En résumé, le communisme n’est pas un complément « de gauche » à l’écologie, laquelle n’est pas un supplément d’âme végétarien du communisme. L’écologie conçue de manière progressiste est structurante pour le projet communiste qui doit révolutionner, à tous les sens, ancien et moderne du mot, les « modes de production ». Et le communisme est structurant à son tour pour l’écologie, dès lors qu’on ne la conçoit pas stupidement contre la production, mais comme une révolution de la production (et de la consommation).
Georges Gastaud pour www.initiative-communiste.fr site web du PRCF
Notes
* Cf le livre à paraître de Georges Gastaud Lumières Communes, notamment le chapitre VII De la classification dynamique des sciences.

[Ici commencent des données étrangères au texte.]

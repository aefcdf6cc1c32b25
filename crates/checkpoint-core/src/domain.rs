//! # Crossing Classification
//!
//! How a crossing travels ([`Transport`]) and what it carries
//! ([`PassengerType`]).

use serde::{Deserialize, Serialize};

/// Mode of transport used for a crossing.
#[derive(Debug, Clone, Copy, PartialEq, Eq, Hash, Default, Serialize, Deserialize)]
#[serde(rename_all = "snake_case")]
pub enum Transport {
    /// Small vessel.
    Boat,
    /// Large vessel.
    Ship,
    /// Aircraft.
    Airplane,
    /// Passenger road vehicle.
    #[default]
    Car,
    /// Rail.
    Train,
    /// Goods road vehicle.
    Truck,
}

impl Transport {
    /// Return the canonical lower-case name.
    pub fn as_str(&self) -> &'static str {
        match self {
            Self::Boat => "boat",
            Self::Ship => "ship",
            Self::Airplane => "airplane",
            Self::Car => "car",
            Self::Train => "train",
            Self::Truck => "truck",
        }
    }

    /// Whether this transport travels by road. Traffic reports between
    /// countries only count road crossings.
    pub fn is_road(&self) -> bool {
        matches!(self, Self::Car | Self::Truck)
    }
}

impl std::fmt::Display for Transport {
    fn fmt(&self, f: &mut std::fmt::Formatter<'_>) -> std::fmt::Result {
        f.write_str(self.as_str())
    }
}

/// Purpose of travel for people crossing.
#[derive(Debug, Clone, Copy, PartialEq, Eq, Hash, Default, Serialize, Deserialize)]
#[serde(rename_all = "snake_case")]
pub enum HumanCategory {
    /// Leisure travel.
    #[default]
    Tourist,
    /// Business travel.
    Professional,
}

/// Cargo description for goods crossing.
#[derive(Debug, Clone, PartialEq, Eq, Serialize, Deserialize)]
pub struct MerchandiseDetails {
    /// Vehicle carrying the goods (e.g. "semi-trailer").
    pub vehicle_type: String,
    /// Nature of the goods (e.g. "chemicals").
    pub merchandise_type: String,
    /// Declared quantity, free text with unit (e.g. "5465 kg").
    pub quantity: String,
}

/// What a crossing carries: people or goods.
///
/// Serialized with an explicit `kind` discriminant:
///
/// ```json
/// {"kind": "human", "category": "tourist"}
/// {"kind": "merchandise", "vehicle_type": "...", "merchandise_type": "...", "quantity": "..."}
/// ```
#[derive(Debug, Clone, PartialEq, Eq, Serialize, Deserialize)]
#[serde(tag = "kind", rename_all = "snake_case")]
pub enum PassengerType {
    /// People travelling.
    Human {
        /// Purpose of travel.
        category: HumanCategory,
    },
    /// Goods in transit.
    Merchandise(MerchandiseDetails),
}

impl PassengerType {
    /// The discriminant of this passenger type.
    pub fn kind(&self) -> PassengerKind {
        match self {
            Self::Human { .. } => PassengerKind::Human,
            Self::Merchandise(_) => PassengerKind::Merchandise,
        }
    }
}

impl Default for PassengerType {
    fn default() -> Self {
        Self::Human {
            category: HumanCategory::default(),
        }
    }
}

/// Discriminant of [`PassengerType`], used by list filters.
#[derive(Debug, Clone, Copy, PartialEq, Eq, Hash, Serialize, Deserialize)]
#[serde(rename_all = "snake_case")]
pub enum PassengerKind {
    /// Matches [`PassengerType::Human`].
    Human,
    /// Matches [`PassengerType::Merchandise`].
    Merchandise,
}

#[cfg(test)]
mod tests {
    use super::*;

    #[test]
    fn only_cars_and_trucks_are_road() {
        assert!(Transport::Car.is_road());
        assert!(Transport::Truck.is_road());
        for t in [Transport::Boat, Transport::Ship, Transport::Airplane, Transport::Train] {
            assert!(!t.is_road(), "{t} is not a road transport");
        }
    }

    #[test]
    fn passenger_type_uses_kind_tag() {
        let human = PassengerType::Human {
            category: HumanCategory::Professional,
        };
        let json = serde_json::to_value(&human).unwrap();
        assert_eq!(json["kind"], "human");
        assert_eq!(json["category"], "professional");

        let cargo: PassengerType = serde_json::from_str(
            r#"{"kind":"merchandise","vehicle_type":"semi-trailer","merchandise_type":"chemicals","quantity":"5465 kg"}"#,
        )
        .unwrap();
        assert_eq!(cargo.kind(), PassengerKind::Merchandise);
    }

    #[test]
    fn default_passenger_type_is_tourist() {
        assert_eq!(
            PassengerType::default(),
            PassengerType::Human {
                category: HumanCategory::Tourist
            }
        );
    }
}
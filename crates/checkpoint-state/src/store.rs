//! # In-Memory Store
//!
//! Thread-safe, cloneable key-value store backing every record kind.
//!
//! All operations are synchronous (the RwLock is `parking_lot`, not
//! `tokio::sync`) because the lock is never held across `.await` points.
//! `parking_lot::RwLock` does not poison, so a panicking writer cannot
//! permanently wedge the store.

use std::collections::HashMap;
use std::hash::Hash;
use std::sync::Arc;

use parking_lot::RwLock;

/// Keyed record store with shared ownership of the underlying map.
///
/// Clones share data: a write through one clone is visible through all.
#[derive(Debug)]
pub struct Store<K, T> {
    data: Arc<RwLock<HashMap<K, T>>>,
}

impl<K, T> Clone for Store<K, T> {
    fn clone(&self) -> Self {
        Self {
            data: Arc::clone(&self.data),
        }
    }
}

impl<K, T> Store<K, T>
where
    K: Eq + Hash + Clone,
    T: Clone,
{
    /// Create an empty store.
    pub fn new() -> Self {
        Self {
            data: Arc::new(RwLock::new(HashMap::new())),
        }
    }

    /// Insert a record, returning the previous value if the key existed.
    pub fn insert(&self, id: K, value: T) -> Option<T> {
        self.data.write().insert(id, value)
    }

    /// Retrieve a record by key.
    pub fn get(&self, id: &K) -> Option<T> {
        self.data.read().get(id).cloned()
    }

    /// List all records in map order.
    pub fn list(&self) -> Vec<T> {
        self.data.read().values().cloned().collect()
    }

    /// Return clones of every record matching `pred`.
    pub fn filter(&self, pred: impl Fn(&T) -> bool) -> Vec<T> {
        self.data
            .read()
            .values()
            .filter(|v| pred(v))
            .cloned()
            .collect()
    }

    /// Apply `f` to the first record for which it returns `Some`.
    pub fn find_map<R>(&self, f: impl FnMut(&T) -> Option<R>) -> Option<R> {
        self.data.read().values().find_map(f)
    }

    /// Atomically read-validate-update a record.
    ///
    /// The closure receives `&mut T`, may inspect the current state, check
    /// preconditions, mutate, and return `Ok(R)` or `Err(E)`. The whole
    /// operation runs under one write lock, so no other writer can observe
    /// or change the record between the check and the mutation.
    ///
    /// Returns `None` if the key doesn't exist.
    pub fn try_update<R, E>(
        &self,
        id: &K,
        f: impl FnOnce(&mut T) -> Result<R, E>,
    ) -> Option<Result<R, E>> {
        self.data.write().get_mut(id).map(f)
    }

    /// Like [`Store::try_update`], but locates the record with a predicate
    /// instead of a key. Used for records nested inside other records
    /// (documents inside crossings).
    ///
    /// Returns `None` if no record matches.
    pub fn try_update_where<R, E>(
        &self,
        pred: impl Fn(&T) -> bool,
        f: impl FnOnce(&mut T) -> Result<R, E>,
    ) -> Option<Result<R, E>> {
        self.data.write().values_mut().find(|v| pred(v)).map(f)
    }

    /// Remove a record by key.
    pub fn remove(&self, id: &K) -> Option<T> {
        self.data.write().remove(id)
    }

    /// Check if a record exists.
    pub fn contains(&self, id: &K) -> bool {
        self.data.read().contains_key(id)
    }

    /// Return the number of records.
    pub fn len(&self) -> usize {
        self.data.read().len()
    }

    /// Whether the store is empty.
    pub fn is_empty(&self) -> bool {
        self.len() == 0
    }

    /// Whether a writer currently holds the lock.
    pub fn is_write_locked(&self) -> bool {
        self.data.is_locked_exclusive()
    }
}

impl<K, T> Default for Store<K, T>
where
    K: Eq + Hash + Clone,
    T: Clone,
{
    fn default() -> Self {
        Self::new()
    }
}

** Abélard a déjà prouvé au Moyen Âge que Dieu lui-même doit poser des bornes à son intervention : il ne peut toucher à ce qui lui permet d’être Dieu. Ici il s’agit si l’on veut des conditions de la « divinité » de l’homme, ou plutôt de sa divinisation à venir : n’agis jamais d’une façon telle que tu détruises les conditions de ton autocréation, en clair, de ta liberté. Rappelons qu’il y a des conditions naturelles à l’histoire et à la liberté : bipédie et redressement vertébral, développement parallèle de la main, du cerveau et du larynx, reproduction sexuée s’accompagnant de la prohibition de l’inceste et du re-battage de matériel génétique qu’elle permet en permanence. Pour que Dieu puisse créer, il faut qu’il ne puisse SE créer ou plutôt, qu’il ne se recrée que dans les conditions qui permettraient sa toute-puissance (par ex. il ne peut faire le mal sans se contredire et se détruire ; bien sûr à appliquer à l’homme futur).